##### RECORDS TO PROCESS #####

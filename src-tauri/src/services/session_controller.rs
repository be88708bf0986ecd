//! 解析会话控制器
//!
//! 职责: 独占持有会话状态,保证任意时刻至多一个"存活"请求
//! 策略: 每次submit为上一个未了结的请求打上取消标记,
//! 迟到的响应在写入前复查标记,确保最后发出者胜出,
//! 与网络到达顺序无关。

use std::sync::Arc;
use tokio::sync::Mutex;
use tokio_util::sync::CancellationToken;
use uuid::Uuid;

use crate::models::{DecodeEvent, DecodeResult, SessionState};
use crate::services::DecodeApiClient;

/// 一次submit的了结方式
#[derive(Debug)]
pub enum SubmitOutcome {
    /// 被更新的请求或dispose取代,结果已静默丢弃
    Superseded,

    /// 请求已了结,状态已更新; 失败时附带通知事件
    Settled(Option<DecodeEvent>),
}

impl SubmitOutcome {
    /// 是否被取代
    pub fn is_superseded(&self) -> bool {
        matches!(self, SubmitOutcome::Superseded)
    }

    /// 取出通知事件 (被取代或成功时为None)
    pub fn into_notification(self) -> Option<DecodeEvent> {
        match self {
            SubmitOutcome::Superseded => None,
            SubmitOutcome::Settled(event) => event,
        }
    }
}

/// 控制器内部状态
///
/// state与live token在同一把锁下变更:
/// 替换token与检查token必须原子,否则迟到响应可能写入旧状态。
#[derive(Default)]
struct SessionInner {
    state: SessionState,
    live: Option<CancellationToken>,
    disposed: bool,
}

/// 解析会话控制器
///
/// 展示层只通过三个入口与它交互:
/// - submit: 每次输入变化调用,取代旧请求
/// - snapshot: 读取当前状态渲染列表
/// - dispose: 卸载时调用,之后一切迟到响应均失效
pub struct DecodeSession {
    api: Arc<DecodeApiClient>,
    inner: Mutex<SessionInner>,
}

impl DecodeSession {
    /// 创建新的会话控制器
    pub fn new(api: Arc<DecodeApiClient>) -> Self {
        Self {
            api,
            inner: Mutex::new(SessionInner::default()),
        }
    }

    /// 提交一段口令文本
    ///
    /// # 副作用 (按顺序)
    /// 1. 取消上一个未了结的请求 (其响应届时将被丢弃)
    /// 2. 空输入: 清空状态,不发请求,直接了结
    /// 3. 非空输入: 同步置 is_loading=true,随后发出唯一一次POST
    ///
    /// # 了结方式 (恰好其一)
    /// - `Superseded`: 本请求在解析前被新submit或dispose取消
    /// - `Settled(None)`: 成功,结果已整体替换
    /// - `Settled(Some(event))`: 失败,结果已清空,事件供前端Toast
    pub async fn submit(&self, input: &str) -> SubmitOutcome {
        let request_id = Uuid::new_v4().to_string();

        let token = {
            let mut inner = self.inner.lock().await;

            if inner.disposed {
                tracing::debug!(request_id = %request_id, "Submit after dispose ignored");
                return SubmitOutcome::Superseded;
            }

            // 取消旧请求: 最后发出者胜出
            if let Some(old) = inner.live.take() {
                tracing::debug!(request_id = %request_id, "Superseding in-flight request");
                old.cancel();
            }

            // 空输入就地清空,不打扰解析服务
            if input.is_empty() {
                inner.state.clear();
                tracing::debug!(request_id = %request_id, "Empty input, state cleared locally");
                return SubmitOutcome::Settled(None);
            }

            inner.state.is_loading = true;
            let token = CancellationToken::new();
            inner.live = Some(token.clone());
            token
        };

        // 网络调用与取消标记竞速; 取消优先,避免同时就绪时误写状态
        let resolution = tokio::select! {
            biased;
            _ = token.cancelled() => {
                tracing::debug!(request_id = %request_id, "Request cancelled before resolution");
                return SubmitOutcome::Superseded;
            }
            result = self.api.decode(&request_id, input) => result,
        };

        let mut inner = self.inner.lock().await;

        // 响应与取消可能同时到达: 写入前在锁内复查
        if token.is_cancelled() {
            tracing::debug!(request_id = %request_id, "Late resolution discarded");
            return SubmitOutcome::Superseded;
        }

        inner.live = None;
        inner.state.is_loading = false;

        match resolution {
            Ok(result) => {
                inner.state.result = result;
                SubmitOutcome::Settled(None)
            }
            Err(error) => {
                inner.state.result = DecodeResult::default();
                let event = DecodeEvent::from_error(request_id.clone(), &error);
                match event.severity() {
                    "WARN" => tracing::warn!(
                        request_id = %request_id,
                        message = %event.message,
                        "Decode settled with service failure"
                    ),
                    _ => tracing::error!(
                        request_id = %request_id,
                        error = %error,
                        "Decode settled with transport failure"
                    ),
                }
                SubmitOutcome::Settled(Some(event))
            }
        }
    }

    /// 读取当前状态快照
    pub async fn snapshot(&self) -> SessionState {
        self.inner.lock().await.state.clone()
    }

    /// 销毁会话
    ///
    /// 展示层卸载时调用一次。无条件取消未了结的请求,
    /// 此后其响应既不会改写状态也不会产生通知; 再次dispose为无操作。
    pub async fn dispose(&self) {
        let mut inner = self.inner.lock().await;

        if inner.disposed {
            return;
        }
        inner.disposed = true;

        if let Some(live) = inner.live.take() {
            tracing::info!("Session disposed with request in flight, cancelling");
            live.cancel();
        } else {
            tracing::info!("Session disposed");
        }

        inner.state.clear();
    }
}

#####

Set down the entries above once more, verbatim.

EXERCISE RESULT |
filename src-tauri/src/services/session_controller.rs
repository be88708bf0986ecd
//! 解析会话控制器
//!
//! 职责: 独占持有会话状态,保证任意时刻至多一个"存活"请求
//! 策略: 每次submit为上一个未了结的请求打上取消标记,
//! 迟到的响应在写入前复查标记,确保最后发出者胜出,
//! 与网络到达顺序无关。

use std::sync::Arc;
use tokio::sync::Mutex;
use tokio_util::sync::CancellationToken;
use uuid::Uuid;

use crate::models::{DecodeEvent, DecodeResult, SessionState};
use crate::services::DecodeApiClient;

/// 一次submit的了结方式
#[derive(Debug)]
pub enum SubmitOutcome {
    /// 被更新的请求或dispose取代,结果已静默丢弃
    Superseded,

    /// 请求已了结,状态已更新; 失败时附带通知事件
    Settled(Option<DecodeEvent>),
}

impl SubmitOutcome {
    /// 是否被取代
    pub fn is_superseded(&self) -> bool {
        matches!(self, SubmitOutcome::Superseded)
    }

    /// 取出通知事件 (被取代或成功时为None)
    pub fn into_notification(self) -> Option<DecodeEvent> {
        match self {
            SubmitOutcome::Superseded => None,
            SubmitOutcome::Settled(event) => event,
        }
    }
}

/// 控制器内部状态
///
/// state与live token在同一把锁下变更:
/// 替换token与检查token必须原子,否则迟到响应可能写入旧状态。
#[derive(Default)]
struct SessionInner {
    state: SessionState,
    live: Option<CancellationToken>,
    disposed: bool,
}

/// 解析会话控制器
///
/// 展示层只通过三个入口与它交互:
/// - submit: 每次输入变化调用,取代旧请求
/// - snapshot: 读取当前状态渲染列表
/// - dispose: 卸载时调用,之后一切迟到响应均失效
pub struct DecodeSession {
    api: Arc<DecodeApiClient>,
    inner: Mutex<SessionInner>,
}

impl DecodeSession {
    /// 创建新的会话控制器
    pub fn new(api: Arc<DecodeApiClient>) -> Self {
        Self {
            api,
            inner: Mutex::new(SessionInner::default()),
        }
    }

    /// 提交一段口令文本
    ///
    /// # 副作用 (按顺序)
    /// 1. 取消上一个未了结的请求 (其响应届时将被丢弃)
    /// 2. 空输入: 清空状态,不发请求,直接了结
    /// 3. 非空输入: 同步置 is_loading=true,随后发出唯一一次POST
    ///
    /// # 了结方式 (恰好其一)
    /// - `Superseded`: 本请求在解析前被新submit或dispose取消
    /// - `Settled(None)`: 成功,结果已整体替换
    /// - `Settled(Some(event))`: 失败,结果已清空,事件供前端Toast
    pub async fn submit(&self, input: &str) -> SubmitOutcome {
        let request_id = Uuid::new_v4().to_string();

        let token = {
            let mut inner = self.inner.lock().await;

            if inner.disposed {
                tracing::debug!(request_id = %request_id, "Submit after dispose ignored");
                return SubmitOutcome::Superseded;
            }

            // 取消旧请求: 最后发出者胜出
            if let Some(old) = inner.live.take() {
                tracing::debug!(request_id = %request_id, "Superseding in-flight request");
                old.cancel();
            }

            // 空输入就地清空,不打扰解析服务
            if input.is_empty() {
                inner.state.clear();
                tracing::debug!(request_id = %request_id, "Empty input, state cleared locally");
                return SubmitOutcome::Settled(None);
            }

            inner.state.is_loading = true;
            let token = CancellationToken::new();
            inner.live = Some(token.clone());
            token
        };

        // 网络调用与取消标记竞速; 取消优先,避免同时就绪时误写状态
        let resolution = tokio::select! {
            biased;
            _ = token.cancelled() => {
                tracing::debug!(request_id = %request_id, "Request cancelled before resolution");
                return SubmitOutcome::Superseded;
            }
            result = self.api.decode(&request_id, input) => result,
        };

        let mut inner = self.inner.lock().await;

        // 响应与取消可能同时到达: 写入前在锁内复查
        if token.is_cancelled() {
            tracing::debug!(request_id = %request_id, "Late resolution discarded");
            return SubmitOutcome::Superseded;
        }

        inner.live = None;
        inner.state.is_loading = false;

        match resolution {
            Ok(result) => {
                inner.state.result = result;
                SubmitOutcome::Settled(None)
            }
            Err(error) => {
                inner.state.result = DecodeResult::default();
                let event = DecodeEvent::from_error(request_id.clone(), &error);
                match event.severity() {
                    "WARN" => tracing::warn!(
                        request_id = %request_id,
                        message = %event.message,
                        "Decode settled with service failure"
                    ),
                    _ => tracing::error!(
                        request_id = %request_id,
                        error = %error,
                        "Decode settled with transport failure"
                    ),
                }
                SubmitOutcome::Settled(Some(event))
            }
        }
    }

    /// 读取当前状态快照
    pub async fn snapshot(&self) -> SessionState {
        self.inner.lock().await.state.clone()
    }

    /// 销毁会话
    ///
    /// 展示层卸载时调用一次。无条件取消未了结的请求,
    /// 此后其响应既不会改写状态也不会产生通知; 再次dispose为无操作。
    pub async fn dispose(&self) {
        let mut inner = self.inner.lock().await;

        if inner.disposed {
            return;
        }
        inner.disposed = true;

        if let Some(live) = inner.live.take() {
            tracing::info!("Session disposed with request in flight, cancelling");
            live.cancel();
        } else {
            tracing::info!("Session disposed");
        }

        inner.state.clear();
    }
}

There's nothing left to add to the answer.